We sing the praises of email, and many of our B2B clients use it pretty religiously, too …primarily for nurturing prospects in the pipeline. But what about email for lead generation? On the surface, it sounds great: its cost is so much lower than postal mail, and the results can be known much more quickly.
But hold on a minute, cautions David Ariss in a guest post for B2BMarketingSmarts. David’s firm (Ariss Marketing Group) recently ran a campaign for a large B2B publisher, sending the same survey and choice of offers via both email (n=30,000) and postal mail (n=100,000). Both utilized primarily the client’s in-house list, augmented by highly targeted outside lists. The results may astound you…
- the email got 75 positive responses (0.25%)
- the postal mail pulled 3,100 responses (3.1%)!

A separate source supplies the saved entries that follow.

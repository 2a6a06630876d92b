//! HTTP server module.
//!
//! - Application state shared by handlers
//! - Health check endpoints
//! - Router configuration

pub mod health;
pub mod routes;
pub mod state;

pub use health::health_check;
pub use routes::build_router;
pub use state::{AppState, WebSocketSettings};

So what’s going on here? David discusses three advantages that postal mail may have over email:
- The recipient can open physical mail at his/her convenience and spend some quality time with it (and these days, it may be the only such piece the recipient gets all week!). Email, on the other hand, arrives amidst a horde of other messages that require the reader’s attention during a busy workday.
- A mail piece lets you tell your whole story, with room for all the arguments and helpful graphics. An email of that length is likely to be – if not deleted straightaway – put off until a “whenever” that may never come.

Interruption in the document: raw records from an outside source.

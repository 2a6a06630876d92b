//! Payment gateway adapter.
//!
//! The coordinator asks the gateway for a payment session (an external
//! reference plus a redirect URL) and later receives the outcome through an
//! asynchronous callback. Signature checking is the adapter's business: the
//! coordinator only sees [`PaymentGateway::verify_callback`].

use marquee_core::types::{Money, OrderId};
use serde::{Deserialize, Serialize};
use std::future::Future;
use std::pin::Pin;
use std::sync::Arc;
use thiserror::Error;

/// Payment gateway result
pub type GatewayResult<T> = Result<T, PaymentGatewayError>;

/// Payment gateway error
#[derive(Debug, Clone, PartialEq, Eq, Error)]
pub enum PaymentGatewayError {
    /// The gateway refused to create the payment
    #[error("payment rejected: {reason}")]
    Rejected {
        /// Gateway message
        reason: String,
    },
    /// The gateway did not answer in time
    #[error("gateway timeout")]
    Timeout,
    /// Transport or protocol failure
    #[error("payment error: {message}")]
    Other {
        /// Error message
        message: String,
    },
}

/// Payment creation request.
#[derive(Clone, Debug, PartialEq, Eq, Serialize, Deserialize)]
pub struct PaymentRequest {
    /// Our order, echoed back in callbacks as `order_ref`
    pub order_id: OrderId,
    /// Amount to charge
    pub amount: Money,
    /// Text shown on the gateway page
    pub description: String,
}

/// Payment created at the gateway.
#[derive(Clone, Debug, PartialEq, Eq, Serialize, Deserialize)]
pub struct GatewaySession {
    /// Gateway transaction reference
    pub external_ref: String,
    /// Where the customer completes payment
    pub redirect_url: String,
}

/// Asynchronous payment outcome posted by the gateway.
///
/// ```json
/// { "order_ref": "…", "result_code": "0", "message": "Successful.",
///   "transaction_ref": "mock_txn_…", "signature": "…" }
/// ```
///
/// Some gateways post `result_code` as a JSON number; both forms are accepted.
#[derive(Clone, Debug, PartialEq, Eq, Serialize, Deserialize)]
pub struct GatewayCallback {
    /// Order id, or the external reference
    pub order_ref: String,
    /// `0` means paid, anything else is a failure
    #[serde(deserialize_with = "text_or_number")]
    pub result_code: String,
    /// Gateway message
    #[serde(default)]
    pub message: String,
    /// Gateway transaction reference
    #[serde(default)]
    pub transaction_ref: Option<String>,
    /// Opaque authenticity proof checked by the adapter
    #[serde(default)]
    pub signature: Option<String>,
}

fn text_or_number<'de, D>(deserializer: D) -> Result<String, D::Error>
where
    D: serde::Deserializer<'de>,
{
    #[derive(Deserialize)]
    #[serde(untagged)]
    enum Code {
        Text(String),
        Number(serde_json::Number),
    }

    Ok(match Code::deserialize(deserializer)? {
        Code::Text(text) => text,
        Code::Number(number) => number.to_string(),
    })
}

impl GatewayCallback {
    /// Whether the gateway reports a successful payment
    #[must_use]
    pub fn is_success(&self) -> bool {
        self.result_code.trim().parse::<i64>() == Ok(0)
    }
}

/// Payment gateway trait
///
/// Abstraction over hosted-checkout processors.
pub trait PaymentGateway: Send + Sync {
    /// Create a payment and obtain its redirect.
    ///
    /// # Errors
    ///
    /// Returns [`PaymentGatewayError::Rejected`] if the gateway refuses the
    /// payment, other variants on transport failure.
    fn create_payment(
        &self,
        request: PaymentRequest,
    ) -> Pin<Box<dyn Future<Output = GatewayResult<GatewaySession>> + Send>>;

    /// Whether a callback really comes from the gateway
    fn verify_callback(&self, callback: &GatewayCallback) -> bool;
}

/// Mock payment gateway for development.
///
/// Every payment is created successfully and every callback is accepted as
/// authentic.
#[derive(Clone, Debug)]
pub struct MockPaymentGateway {
    redirect_base_url: String,
}

impl MockPaymentGateway {
    /// Creates a mock gateway redirecting to `redirect_base_url`
    #[must_use]
    pub fn new(redirect_base_url: impl Into<String>) -> Self {
        Self {
            redirect_base_url: redirect_base_url.into(),
        }
    }

    /// Creates an Arc-wrapped instance for sharing
    #[must_use]
    pub fn shared(redirect_base_url: impl Into<String>) -> Arc<dyn PaymentGateway> {
        Arc::new(Self::new(redirect_base_url))
    }
}

impl Default for MockPaymentGateway {
    fn default() -> Self {
        Self::new("http://localhost:8080/mock-gateway")
    }
}

impl PaymentGateway for MockPaymentGateway {
    fn create_payment(
        &self,
        request: PaymentRequest,
    ) -> Pin<Box<dyn Future<Output = GatewayResult<GatewaySession>> + Send>> {
        let base = self.redirect_base_url.trim_end_matches('/').to_string();
        Box::pin(async move {
            let external_ref = format!("mock_txn_{}", uuid::Uuid::new_v4().simple());

            tracing::info!(
                order_id = %request.order_id,
                amount = request.amount.amount(),
                external_ref = %external_ref,
                "Mock payment created"
            );

            Ok(GatewaySession {
                redirect_url: format!("{base}/pay/{external_ref}?order={}", request.order_id),
                external_ref,
            })
        })
    }

    fn verify_callback(&self, _callback: &GatewayCallback) -> bool {
        true
    }
}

- With email, your recipient is staring at a lifeless monitor; whereas direct mail can be seen, touched and perhaps even smelled. As David says, “There is just plain more emotion and interaction with direct mail.”
No question, email is far cheaper; but a response rate that’s scarcely 8% of the alternative may not be much of a bargain, even if it’s free. Of course, the case cited here may not be representative for your B2B and its market; but at a minimum, it should make you a believer in small-batch testing, before charging off whole-hog in either direction.